Permítame explicarle. Mi papá murió hace dos años, más o menos. Sí, sí, ¡salud!
Me llamaron desde la oficina de mi papá y me dijeron que él había tenido un
4
infarto y que estaba en el hospital; para cuando llegué ya estaban haciendo el acta
de defunción. Sí, por eso le digo que el cigarrillo es dañino.

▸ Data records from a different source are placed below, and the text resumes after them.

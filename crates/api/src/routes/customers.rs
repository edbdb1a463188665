use axum::{
    Router,
    routing::{get, post},
};
use std::sync::Arc;

use crate::{ApiState, handlers};

/// Per-customer routes. The path id is trusted, so these must sit behind an
/// authenticating proxy.
pub fn routes() -> Router<Arc<ApiState>> {
    Router::new()
        .route("/api/customers", post(handlers::customers::ensure_profile))
        .route(
            "/api/customers/:id",
            get(handlers::customers::get_profile).put(handlers::customers::update_profile),
        )
        .route(
            "/api/customers/:id/orders",
            get(handlers::orders::recent_orders),
        )
        .route(
            "/api/customers/:id/loyalty",
            get(handlers::loyalty::get_loyalty),
        )
}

Ya tengo veintisiete años, no soy un niño pero sí soy bastante joven para
haber quedado huérfano, no podía soportar más la soledad y los recuerdos de mis
padres así que la semana pasada vendí la casa que me vio crecer... Cuando
estaba arreglando las cosas para mudarme a un nuevo departamento encontré,
metido todavía en el viejo armario de mi abuela, la caja de zapatos con los
barquitos de plata de mi papá. Como cuando tenía dieciséis, me senté sobre la
cama y con una nostálgica sonrisa empecé a revisarlos. Los de encima, intactos,
habían hecho presión sobre los del fondo por años. Además, solo los de abajo
habían sido utilizados para los viajes interminables creados por mi imaginación en
el océano contenido en un pequeño balde de agua. Eran el vestigio de una
infancia feliz, de una época que se fue como el agua con la que jugaba entre mis
pequeñas manos. Esa caja guardaba los recuerdos que mi adultez había
sepultado en el fondo de mi mente, recuerdos parecidos a los barcos del fondo:
doblados unos, rotos otros y todos invisibles, cubiertos por recuerdos (o barcos)
más recientes.
Algo, sin embargo, me sacó de mis nostálgicas divagaciones. La caja no
estaba cubierta de polvo. Al parecer mi papá había dado con ella (¿quién sino
él?). Por curiosidad me puse a contar los barcos de plata de la caja. No pude
contener el llanto, amigo. No puede usted imaginar la tristeza, la angustia y la
impotencia de retroceder el tiempo, de tener por lo menos un minuto a mi padre
vivo ante mí para darle un abrazo y un beso como cuando era un niño. Sentía que
cada barco me llevaba más cerca del infierno de la desesperación. ¿Por qué no lo
5
acompañé en tantos años de soledad? Las lágrimas caían dentro de la caja, sobre
los pequeños barcos de papel; como una tormenta que arrecia sobre un montón
de barcos a la deriva, hundiendo unos y sacudiendo otros. Brotaron las lágrimas
que no había derramado ni siquiera en los entierros de mis padres; con un
morboso sentimiento de penitencia traté de enmendar años de insensibilidad, de
excesiva racionalidad (¿o irracionalidad?, me pregunto). Mi padre, más sabio,
había mantenido vivo el recuerdo de un tiempo más feliz. Mientras contaba me
sentía cada vez más miserable, más vacío, más solo. De la única época en la que
recordaba haber sido realmente feliz, solo quedaban algunos trozos de papel
doblados. Continué contándolos hasta que no resistí más la tristeza: ¡había más
de cuatrocientos barcos de plata!
Mi padre tenía razón, ahora esos barcos son mi único tesoro.